Having been a very minor one for the best part of 30 years, I’ve long thought there’s something pathetic about being a local celebrity. Even before I entered local radio, seeing “Mid-morning’s Dishy Dave Simms Drives Lada” on the latest hot beige model straight off the forecourt struck me as less than Hollywood. But it is what it is and I’m now used to opening local fetes and having people come up to me asking if I still ride the ostrich (wrong ‘Bernie’: that’s Clifton and I’m Keith. Unless they’re referring to an unfortunate incident on holiday in Africa in the 90s: I believe, due to tribal law, that ostrich and I are now technically engaged).

Bernie Keith

Bernie Keith

So it was that I was strolling round Sainsburys one Saturday night (didn’t I tell you I’ve re-defined the word “pathetic”? I have, however, stuck to the standard dictionary definition of “tragic”) and I was at the cold meat counter seeing if I could be tempted by some pressed tongue – I normally can – when a woman rushed up in an excited state and asked for my autograph. This rarely happens. And is even less common when accompanied by the phrase “my 9 year old boys will be so excited”. I duly signed her shopping list- I was beneath 8 chicken thighs and a tube of Bonjela- and off she went, leaving me to push my broken dreams around in a trolley. Five minutes later she finds me again, wafting her piece of paper in the air like some kind of menopausal Neville Chamberlain, and shouts “Ere!! What’s Bernie Keith?!” I explained that I was the “what” in question, to which she moaned “so you mean you’re not Jurgen Klopp?!” as she shoved my non-autograph to my chest and walked off. Quite how she expected the manager of Liverpool to be in a Northampton supermarket buying 4 Quorn sausages and a fun bag of Hula Hoops has not been explained.

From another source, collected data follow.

/// A cursor over a borrowed byte buffer holding a protobuf-encoded message
///
/// The cursor never copies or mutates the underlying bytes; decoding only
/// moves its position forward. Build one per buffer you want to walk:
///
/// ```rust
/// use wiresift::Cursor;
///
/// let bytes = [0x08, 0x96, 0x01]; // field 1, varint 150
/// let mut cursor = Cursor::new(&bytes);
/// let (field_num, _wire_type) = cursor.decode_tag_and_wire_type().unwrap();
/// assert_eq!(field_num, 1);
/// assert_eq!(cursor.decode_varint().unwrap(), 150);
/// assert!(cursor.is_eof());
/// ```
#[derive(Debug, Clone, PartialEq, Eq)]
pub struct Cursor<'a> {
    buf: &'a [u8],
    pos: usize,
}

impl<'a> Cursor<'a> {
    /// Creates a cursor positioned at the start of `buf`
    pub fn new(buf: &'a [u8]) -> Cursor<'a> {
        Cursor { buf, pos: 0 }
    }

    /// Current position, in bytes from the start of the buffer
    #[cfg_attr(feature = "std", inline(always))]
    pub fn position(&self) -> usize {
        self.pos
    }

    /// Number of bytes not yet consumed
    #[cfg_attr(feature = "std", inline(always))]
    #[allow(clippy::len_without_is_empty)]
    pub fn len(&self) -> usize {
        self.buf.len() - self.pos
    }

    /// True once every byte has been consumed
    #[cfg_attr(feature = "std", inline(always))]
    pub fn is_eof(&self) -> bool {
        self.pos == self.buf.len()
    }

    /// Decodes a varint encoded u64
    ///
    /// The position is only advanced on success; a failed decode leaves the
    /// cursor where it was.
    #[cfg_attr(feature = "std", inline(always))]
    pub fn decode_varint(&mut self) -> Result<u64> {
        let mut x = 0u64;
        let mut i = self.pos;
        for shift in (0..64).step_by(7) {
            let b = *self.buf.get(i).ok_or(Error::UnexpectedEndOfBuffer)?;
            i += 1;
            x |= u64::from(b & 0x7f) << shift;
            if b < 0x80 {
                self.pos = i;
                return Ok(x);
            }
        }
        // continuation bit still set after 10 bytes
        Err(Error::VarintOverflow)
    }

    /// Decodes a field tag: one varint split into `(field_number, wire_type)`
    ///
    /// The low 3 bits are the wire type, the rest is the field number, which
    /// must fit in an `i32`.
    #[cfg_attr(feature = "std", inline(always))]
    pub fn decode_tag_and_wire_type(&mut self) -> Result<(i32, WireType)> {
        let v = self.decode_varint()?;
        let wire_type = WireType::try_from((v & 7) as u8)?;
        let field_num = v >> 3;
        if field_num > i32::MAX as u64 {
            return Err(Error::TagOutOfRange(field_num));
        }
        Ok((field_num as i32, wire_type))
    }

    /// Decodes a fixed32 (little-endian u32)
    #[cfg_attr(feature = "std", inline)]
    pub fn decode_fixed32(&mut self) -> Result<u32> {
        self.decode_fixed(4, LE::read_u32)
    }

    /// Decodes a fixed64 (little-endian u64)
    #[cfg_attr(feature = "std", inline)]
    pub fn decode_fixed64(&mut self) -> Result<u64> {
        self.decode_fixed(8, LE::read_u64)
    }

    #[cfg_attr(feature = "std", inline)]
    fn decode_fixed<M, F: Fn(&[u8]) -> M>(&mut self, len: usize, read: F) -> Result<M> {
        let v = read(
            self.buf
                .get(self.pos..self.pos + len)
                .ok_or(Error::UnexpectedEndOfBuffer)?,
        );
        self.pos += len;
        Ok(v)
    }

    /// Decodes a length-prefixed byte run as a view into the buffer
    ///
    /// The view borrows the cursor's underlying storage, so it stays valid
    /// for as long as the buffer does and costs nothing to produce. Use
    /// [`decode_raw_bytes_owned`](Cursor::decode_raw_bytes_owned) when the
    /// bytes must outlive the buffer.
    #[cfg_attr(feature = "std", inline)]
    pub fn decode_raw_bytes(&mut self) -> Result<&'a [u8]> {
        let (start, end) = self.decode_len_prefix()?;
        self.pos = end;
        Ok(&self.buf[start..end])
    }

    /// Decodes a length-prefixed byte run into a fresh `Vec`
    #[cfg(feature = "std")]
    #[cfg_attr(feature = "std", inline)]
    pub fn decode_raw_bytes_owned(&mut self) -> Result<Vec<u8>> {
        self.decode_raw_bytes().map(|b| b.to_vec())
    }

    /// Reads the length prefix at the current position and bounds-checks the
    /// byte range it announces, returning `(start, end)` of that range
    fn decode_len_prefix(&mut self) -> Result<(usize, usize)> {
        let n = self.decode_varint()?;
        let len = usize::try_from(n).map_err(|_| Error::BadLength(n))?;
        let end = self.pos.checked_add(len).ok_or(Error::BadLength(n))?;
        if end > self.buf.len() {
            return Err(Error::BadLength(n));
        }
        Ok((self.pos, end))
    }

    /// Advances the position by exactly `n` bytes
    #[cfg_attr(feature = "std", inline(always))]
    pub fn skip(&mut self, n: usize) -> Result<()> {
        let end = self
            .pos
            .checked_add(n)
            .filter(|&end| end <= self.buf.len())
            .ok_or(Error::UnexpectedEndOfBuffer)?;
        self.pos = end;
        Ok(())
    }

    /// Skips a group, leaving the cursor right after its "end group" tag
    ///
    /// Must be called with the cursor positioned just past the group's
    /// "start group" tag. Nested groups are skipped along the way.
    pub fn skip_group(&mut self) -> Result<()> {
        let (group_end, _) = self.find_group_end()?;
        self.pos = group_end;
        Ok(())
    }

    /// Reads a group's field data as a view into the buffer
    ///
    /// Must be called with the cursor positioned just past the group's
    /// "start group" tag. Returns the bytes up to (not including) the
    /// matching "end group" tag and leaves the cursor right after that tag.
    /// Nested groups are included in the returned data.
    pub fn read_group(&mut self) -> Result<&'a [u8]> {
        let (group_end, data_end) = self.find_group_end()?;
        let data = &self.buf[self.pos..data_end];
        self.pos = group_end;
        Ok(data)
    }

    /// Reads a group's field data into a fresh `Vec`
    #[cfg(feature = "std")]
    pub fn read_group_owned(&mut self) -> Result<Vec<u8>> {
        self.read_group().map(|b| b.to_vec())
    }

    /// Scans for the "end group" tag matching the current position without
    /// moving the cursor, returning the offset just past that tag and the
    /// offset where the tag's own bytes begin
    fn find_group_end(&self) -> Result<(usize, usize)> {
        let mut probe = self.clone();
        loop {
            let field_start = probe.pos;
            let (_, wire_type) = probe.decode_tag_and_wire_type()?;
            match wire_type {
                WireType::Fixed32 => probe.skip(4)?,
                WireType::Fixed64 => probe.skip(8)?,
                WireType::Varint => {
                    // skip to the terminating byte (high bit unset), without
                    // decoding the value
                    let limit = probe.pos + MAX_VARINT_LEN;
                    loop {
                        if probe.pos >= limit {
                            return Err(Error::VarintOverflow);
                        }
                        let b = *probe
                            .buf
                            .get(probe.pos)
                            .ok_or(Error::UnexpectedEndOfBuffer)?;
                        probe.pos += 1;
                        if b < 0x80 {
                            break;
                        }
                    }
                }
                WireType::Bytes => {
                    let (_, end) = probe.decode_len_prefix()?;
                    probe.pos = end;
                }
                WireType::StartGroup => probe.skip_group()?,
                WireType::EndGroup => return Ok((probe.pos, field_start)),
            }
        }
    }
}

Is that what my life has boiled down to? Being mistaken every week for someone famous  of whom I have very little knowledge? As I returned to my car I contemplated how I could never have foreseen that happening. But then did I expect to be on my own at 54, a middle-aged gay man in a world of skinny jeans, LGBTs and swiping to the right to get a date? And then I thought if the unexpected happens to me, why not take control and do the unexpected?

So that’s why two years ago I started stand-up.

And that’s why I’m in Edinburgh this August.

And yes: I do expect my boys to do well in the Champions League this season.